詳しくはGoogleマップ集客で広告に頼らず月100人の新規を獲得する方法もあわせてご覧ください。写真・口コミ・投稿の組み合わせについてさらに詳しく解説しています。
動画・写真の投稿を継続するコツはありますか?
「やり方は分かったけど、続けるのが難しくて……」というのが、支援先のオーナーさんから最もよくいただく声です。ここでは継続できる仕組みの作り方を3STEPで共有します。
写真・動画投稿の継続 STEP 1
「撮影日」をカレンダーに固定する
毎週月曜の朝10分・スマホを持って店内を1周する「写真撮影タイム」をスケジュールに入れてください。季節ごとのメニューや店内の変化を撮るだけで、年間50枚以上は自然に揃います。
⚠️ よくある失敗:「いいタイミングで撮ろう」と決めると、結局撮れない日が続く。ルーティン化できないと3週間で止まります。
写真・動画投稿の継続 STEP 2
動画は「テンプレートシーン3本」を先に決める
①外観から入口まで歩くシーン(15秒)・②スタッフが挨拶するシーン(10秒)・③代表メニューまたは施術のワンシーン(20秒)の3本を最初に撮影して投稿してしまう。この3本があれば「動画0本」という状態は脱出できます。
⚠️ よくある失敗:「完璧な動画を撮ってから」と思うと永遠に投稿できない。80点のものをまず出すことが最優先です。
写真・動画投稿の継続 STEP 3
Googleビジネスプロフィールの「最新情報」投稿に写真・動画を組み込む
週3回の投稿(テキスト+写真)のうち1回を「動画付き投稿」に設定するだけで、無理なく継続できます。投稿内容は「新メニューのお知らせ」「スタッフ紹介」「季節のお知らせ」などでOKです。Googleマップを活用した集客の全体像で投稿頻度と内容の設計について詳しく解説していますので、あわせてご参照ください。

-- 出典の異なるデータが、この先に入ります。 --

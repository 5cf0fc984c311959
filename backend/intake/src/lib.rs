//! Photo intake: the path a photo takes from the chat to the archive and back.
//!
//! `PhotoIntake` runs one photo through download, recognition, archival and
//! reply. `IntakePool` runs many of them as independent tasks under a
//! concurrency limit, each with its own reply channel.

pub mod messages;
pub mod pool;
pub mod workflow;

pub use messages::{split_message, PROCESSING_FAILED, TELEGRAM_MESSAGE_LIMIT};
pub use pool::{IntakeJob, IntakePool};
pub use workflow::{IntakeOutcome, PhotoIntake};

⚠️ よくある失敗:投稿内容を毎回ゼロから考えようとすると続かない。月ごとのテーマ(8月なら夏の疲れ・秋の準備など)をあらかじめ決めておくと、ネタ切れが防げます。
「写真も動画も、投稿も口コミも、全部が積み重なってGoogleに評価されます。どれか1つを突出させても、他が弱ければ競合には勝てない。でも逆に言えば、どれか1つでも競合より劣っている項目があれば、そこを改善するだけで順位が動く。それがMEOの面白いところです。」
ハワードジョイマン(中小企業診断士・MEO集客大全)
競合との差を可視化する方法については、Googleマップ集客で売上が3倍になった店舗が実践した5つのことで具体的な分析手順をまとめています。自店の現状把握に役立ててください。
まとめ:動画は「写真の土台」の上に積み上げるもの
Googleマップへの動画投稿は集客に効きます。ただし、効果が出る前提として写真50枚以上・口コミ100件以上・投稿週3回以上という土台が必要です。

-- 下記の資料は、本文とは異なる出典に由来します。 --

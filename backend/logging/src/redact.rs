//! Log Redaction Layer
//!
//! Scrubs Telegram bot tokens from strings prior to logging. teloxide
//! request errors embed the full `api.telegram.org/bot<token>/...` URL.

use regex::Regex;
use std::sync::LazyLock;

static BOT_URL_RE: LazyLock<Regex> =
    LazyLock::new(|| Regex::new(r"/bot\d+:[A-Za-z0-9_-]+").unwrap());
static BOT_TOKEN_RE: LazyLock<Regex> =
    LazyLock::new(|| Regex::new(r"\b\d{6,}:[A-Za-z0-9_-]{30,}").unwrap());

/// Redacts sensitive patterns in a string.
pub fn redact_sensitive_data(input: &str) -> String {
    let redacted = BOT_URL_RE.replace_all(input, "/bot[REDACTED_TOKEN]");
    BOT_TOKEN_RE
        .replace_all(&redacted, "[REDACTED_TOKEN]")
        .into_owned()
}
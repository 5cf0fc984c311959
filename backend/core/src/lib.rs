pub mod error;
pub mod traits;
pub mod types;

pub use error::{OcrBotError, RecognitionError};
pub use traits::{PhotoFetcher, Recognizer};
pub use types::{IncomingPhoto, PhotoVariant, Reply, SenderIdentity, SenderProfile, UNKNOWN_USER};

MEOは絶対評価ではなく相対評価です。「競合の上位3店舗より各項目でどれだけ上回っているか」が順位を決めます。動画を追加する前に、まず競合と自店の写真枚数・口コミ件数・投稿頻度を比較してみてください。差が見えたとき、何から手をつけるべきかが自然に分かります。
4位以下に埋もれている状態は、来店率が大きく落ちるだけでなく、ポータルサイトへの広告費に依存する構造から抜け出せない原因にもなります。写真と動画を戦略的に使い分け、自前集客の土台を着実に積み上げていきましょう。
ぜひ、参考にしてみてください。